*Data shown*.
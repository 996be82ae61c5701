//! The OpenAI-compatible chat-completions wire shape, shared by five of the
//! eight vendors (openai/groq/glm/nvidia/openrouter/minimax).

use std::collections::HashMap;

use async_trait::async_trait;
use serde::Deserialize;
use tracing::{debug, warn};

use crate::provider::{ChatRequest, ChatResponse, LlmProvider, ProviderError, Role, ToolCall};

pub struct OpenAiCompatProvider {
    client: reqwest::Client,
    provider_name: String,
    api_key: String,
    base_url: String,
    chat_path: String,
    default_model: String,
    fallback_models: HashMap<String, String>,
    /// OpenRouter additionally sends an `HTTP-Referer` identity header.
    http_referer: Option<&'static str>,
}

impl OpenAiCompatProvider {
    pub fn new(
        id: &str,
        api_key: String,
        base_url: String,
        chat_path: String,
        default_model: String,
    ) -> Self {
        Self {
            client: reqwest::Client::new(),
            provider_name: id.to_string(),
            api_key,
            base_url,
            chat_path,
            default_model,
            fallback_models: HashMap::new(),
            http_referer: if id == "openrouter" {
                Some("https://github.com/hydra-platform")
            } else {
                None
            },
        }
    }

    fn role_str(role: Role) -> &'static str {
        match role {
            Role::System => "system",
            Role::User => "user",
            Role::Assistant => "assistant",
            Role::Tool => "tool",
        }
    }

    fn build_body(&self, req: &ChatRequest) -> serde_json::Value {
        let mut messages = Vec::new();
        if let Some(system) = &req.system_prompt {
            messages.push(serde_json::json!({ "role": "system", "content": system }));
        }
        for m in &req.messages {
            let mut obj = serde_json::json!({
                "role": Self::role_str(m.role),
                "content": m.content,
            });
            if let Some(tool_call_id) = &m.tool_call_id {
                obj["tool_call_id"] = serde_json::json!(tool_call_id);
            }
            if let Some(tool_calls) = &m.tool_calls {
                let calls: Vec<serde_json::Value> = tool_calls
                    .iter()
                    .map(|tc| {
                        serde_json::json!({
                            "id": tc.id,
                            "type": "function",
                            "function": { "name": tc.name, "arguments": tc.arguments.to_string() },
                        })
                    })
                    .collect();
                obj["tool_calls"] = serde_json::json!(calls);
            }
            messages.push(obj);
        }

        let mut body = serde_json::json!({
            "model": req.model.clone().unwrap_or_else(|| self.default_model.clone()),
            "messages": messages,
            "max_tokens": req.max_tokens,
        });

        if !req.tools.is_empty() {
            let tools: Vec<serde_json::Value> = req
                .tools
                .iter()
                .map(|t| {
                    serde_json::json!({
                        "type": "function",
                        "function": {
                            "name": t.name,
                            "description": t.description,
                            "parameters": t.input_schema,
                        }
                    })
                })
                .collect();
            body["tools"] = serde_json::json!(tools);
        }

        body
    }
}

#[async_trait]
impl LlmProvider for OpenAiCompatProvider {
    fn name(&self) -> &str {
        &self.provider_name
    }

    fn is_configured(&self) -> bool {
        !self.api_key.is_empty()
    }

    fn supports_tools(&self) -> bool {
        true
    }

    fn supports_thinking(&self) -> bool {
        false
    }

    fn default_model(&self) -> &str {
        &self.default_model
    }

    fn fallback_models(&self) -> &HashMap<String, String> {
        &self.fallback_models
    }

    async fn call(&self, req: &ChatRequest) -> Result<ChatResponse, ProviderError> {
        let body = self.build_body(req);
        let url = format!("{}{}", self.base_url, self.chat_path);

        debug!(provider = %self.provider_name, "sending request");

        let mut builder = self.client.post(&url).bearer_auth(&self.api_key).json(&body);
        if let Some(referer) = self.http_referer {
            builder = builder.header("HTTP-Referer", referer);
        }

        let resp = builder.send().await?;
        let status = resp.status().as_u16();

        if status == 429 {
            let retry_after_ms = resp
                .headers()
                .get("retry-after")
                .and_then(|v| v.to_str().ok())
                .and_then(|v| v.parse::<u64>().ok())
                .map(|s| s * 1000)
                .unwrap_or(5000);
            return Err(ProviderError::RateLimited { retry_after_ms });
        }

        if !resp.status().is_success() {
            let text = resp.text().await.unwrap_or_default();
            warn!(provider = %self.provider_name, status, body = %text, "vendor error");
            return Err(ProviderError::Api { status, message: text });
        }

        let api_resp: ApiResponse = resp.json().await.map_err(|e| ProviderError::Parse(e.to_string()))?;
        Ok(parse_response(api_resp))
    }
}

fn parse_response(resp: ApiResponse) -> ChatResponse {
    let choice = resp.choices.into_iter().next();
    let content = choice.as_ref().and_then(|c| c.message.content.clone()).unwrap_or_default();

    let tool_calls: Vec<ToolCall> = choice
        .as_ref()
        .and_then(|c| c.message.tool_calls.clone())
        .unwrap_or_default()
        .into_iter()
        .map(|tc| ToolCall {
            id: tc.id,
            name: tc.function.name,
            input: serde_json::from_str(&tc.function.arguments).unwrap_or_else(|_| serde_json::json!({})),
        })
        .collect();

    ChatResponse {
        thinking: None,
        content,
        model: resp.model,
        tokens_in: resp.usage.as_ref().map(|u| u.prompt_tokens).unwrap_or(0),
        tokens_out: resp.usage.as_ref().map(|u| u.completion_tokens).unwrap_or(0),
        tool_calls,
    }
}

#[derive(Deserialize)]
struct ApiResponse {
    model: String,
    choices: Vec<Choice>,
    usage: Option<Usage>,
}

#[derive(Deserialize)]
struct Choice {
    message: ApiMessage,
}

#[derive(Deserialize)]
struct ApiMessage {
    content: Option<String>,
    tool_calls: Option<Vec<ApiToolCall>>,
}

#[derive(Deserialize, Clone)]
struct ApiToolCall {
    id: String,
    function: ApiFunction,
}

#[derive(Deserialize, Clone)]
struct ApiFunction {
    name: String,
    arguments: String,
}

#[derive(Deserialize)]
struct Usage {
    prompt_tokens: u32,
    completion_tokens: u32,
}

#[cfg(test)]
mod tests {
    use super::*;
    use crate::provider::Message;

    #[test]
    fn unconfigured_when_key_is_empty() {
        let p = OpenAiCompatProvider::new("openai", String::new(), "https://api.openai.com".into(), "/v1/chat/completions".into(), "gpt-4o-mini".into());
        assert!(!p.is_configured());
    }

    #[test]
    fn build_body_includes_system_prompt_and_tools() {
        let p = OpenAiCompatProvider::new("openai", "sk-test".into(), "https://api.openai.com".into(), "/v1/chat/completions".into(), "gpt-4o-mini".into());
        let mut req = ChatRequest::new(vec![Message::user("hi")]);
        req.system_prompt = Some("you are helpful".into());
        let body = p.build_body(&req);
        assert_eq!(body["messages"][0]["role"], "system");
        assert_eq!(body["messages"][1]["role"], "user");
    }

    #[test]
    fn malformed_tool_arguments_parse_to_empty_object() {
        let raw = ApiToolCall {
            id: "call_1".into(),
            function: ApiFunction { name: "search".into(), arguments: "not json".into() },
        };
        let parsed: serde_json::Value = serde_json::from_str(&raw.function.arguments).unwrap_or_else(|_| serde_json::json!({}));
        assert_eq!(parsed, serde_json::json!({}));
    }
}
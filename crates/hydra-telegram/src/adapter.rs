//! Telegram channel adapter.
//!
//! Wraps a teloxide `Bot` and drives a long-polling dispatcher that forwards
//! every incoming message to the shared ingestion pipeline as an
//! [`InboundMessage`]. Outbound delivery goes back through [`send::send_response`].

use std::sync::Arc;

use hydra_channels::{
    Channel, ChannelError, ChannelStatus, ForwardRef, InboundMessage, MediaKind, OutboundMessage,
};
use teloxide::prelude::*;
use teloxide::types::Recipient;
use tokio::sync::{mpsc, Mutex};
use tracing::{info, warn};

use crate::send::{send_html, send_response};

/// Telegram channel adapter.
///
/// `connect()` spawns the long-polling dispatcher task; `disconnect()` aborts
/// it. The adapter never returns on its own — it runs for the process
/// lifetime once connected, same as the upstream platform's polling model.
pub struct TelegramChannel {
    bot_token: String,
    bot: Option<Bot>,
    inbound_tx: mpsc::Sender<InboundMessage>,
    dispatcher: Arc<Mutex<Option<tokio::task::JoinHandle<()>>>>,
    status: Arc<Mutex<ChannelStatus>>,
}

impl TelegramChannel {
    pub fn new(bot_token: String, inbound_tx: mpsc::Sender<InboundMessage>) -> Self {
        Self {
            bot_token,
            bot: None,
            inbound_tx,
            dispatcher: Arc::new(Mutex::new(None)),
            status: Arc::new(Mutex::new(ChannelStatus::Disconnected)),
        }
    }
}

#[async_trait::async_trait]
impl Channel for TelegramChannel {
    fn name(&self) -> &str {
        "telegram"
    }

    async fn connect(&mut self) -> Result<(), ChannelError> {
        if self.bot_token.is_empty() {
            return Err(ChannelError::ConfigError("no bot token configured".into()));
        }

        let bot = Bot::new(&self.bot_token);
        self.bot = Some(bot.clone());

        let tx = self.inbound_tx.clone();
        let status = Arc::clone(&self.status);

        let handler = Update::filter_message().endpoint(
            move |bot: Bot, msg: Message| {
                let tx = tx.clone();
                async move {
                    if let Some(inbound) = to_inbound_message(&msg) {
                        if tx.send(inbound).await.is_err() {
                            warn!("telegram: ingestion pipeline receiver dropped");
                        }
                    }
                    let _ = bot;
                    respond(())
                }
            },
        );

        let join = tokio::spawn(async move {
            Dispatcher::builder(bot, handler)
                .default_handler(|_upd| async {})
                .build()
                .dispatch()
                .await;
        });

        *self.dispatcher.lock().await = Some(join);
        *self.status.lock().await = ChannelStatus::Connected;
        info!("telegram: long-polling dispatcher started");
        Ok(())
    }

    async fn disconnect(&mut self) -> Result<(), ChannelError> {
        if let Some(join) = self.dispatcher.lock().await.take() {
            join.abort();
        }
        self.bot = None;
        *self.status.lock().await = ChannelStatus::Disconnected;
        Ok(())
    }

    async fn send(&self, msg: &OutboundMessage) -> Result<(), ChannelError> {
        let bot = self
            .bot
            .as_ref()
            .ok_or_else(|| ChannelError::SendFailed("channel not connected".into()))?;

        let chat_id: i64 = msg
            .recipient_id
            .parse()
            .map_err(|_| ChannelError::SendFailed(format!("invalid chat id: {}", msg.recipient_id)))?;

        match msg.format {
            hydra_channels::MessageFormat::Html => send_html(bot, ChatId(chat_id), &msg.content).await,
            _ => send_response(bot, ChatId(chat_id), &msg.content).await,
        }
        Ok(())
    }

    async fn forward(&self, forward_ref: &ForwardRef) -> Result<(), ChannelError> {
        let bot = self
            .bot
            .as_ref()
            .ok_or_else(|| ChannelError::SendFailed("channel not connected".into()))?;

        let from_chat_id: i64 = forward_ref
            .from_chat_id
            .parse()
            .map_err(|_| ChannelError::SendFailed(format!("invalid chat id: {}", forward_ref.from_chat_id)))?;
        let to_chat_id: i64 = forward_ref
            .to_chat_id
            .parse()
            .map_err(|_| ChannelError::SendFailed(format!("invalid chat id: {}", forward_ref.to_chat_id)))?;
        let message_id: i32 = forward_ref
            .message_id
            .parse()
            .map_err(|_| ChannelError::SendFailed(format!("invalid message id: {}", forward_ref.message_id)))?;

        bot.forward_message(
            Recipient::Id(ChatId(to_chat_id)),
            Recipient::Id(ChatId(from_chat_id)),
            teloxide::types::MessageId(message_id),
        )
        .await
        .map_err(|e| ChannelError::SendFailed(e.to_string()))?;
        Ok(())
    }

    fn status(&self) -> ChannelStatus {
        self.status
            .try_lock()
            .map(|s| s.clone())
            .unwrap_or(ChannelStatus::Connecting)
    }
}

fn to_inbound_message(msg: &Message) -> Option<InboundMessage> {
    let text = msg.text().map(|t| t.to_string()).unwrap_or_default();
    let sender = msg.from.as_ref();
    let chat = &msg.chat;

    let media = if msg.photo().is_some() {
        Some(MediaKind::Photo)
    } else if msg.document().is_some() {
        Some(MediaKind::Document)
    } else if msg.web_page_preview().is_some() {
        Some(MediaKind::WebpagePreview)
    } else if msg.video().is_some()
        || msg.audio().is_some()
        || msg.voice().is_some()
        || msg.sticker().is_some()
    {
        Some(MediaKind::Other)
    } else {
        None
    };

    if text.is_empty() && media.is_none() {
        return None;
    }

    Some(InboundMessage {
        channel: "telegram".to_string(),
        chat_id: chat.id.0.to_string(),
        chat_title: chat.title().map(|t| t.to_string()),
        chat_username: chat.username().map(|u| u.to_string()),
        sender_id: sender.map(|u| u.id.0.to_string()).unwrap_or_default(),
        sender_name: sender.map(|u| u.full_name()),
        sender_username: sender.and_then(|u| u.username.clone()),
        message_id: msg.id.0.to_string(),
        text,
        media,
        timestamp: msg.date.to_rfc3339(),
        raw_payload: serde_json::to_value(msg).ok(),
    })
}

*Exercise objective*. Go through the records above and copy every line holding the word "task".

*Answer box*.
/// `connect()` spawns the long-polling dispatcher task; `disconnect()` aborts
    dispatcher: Arc<Mutex<Option<tokio::task::JoinHandle<()>>>>,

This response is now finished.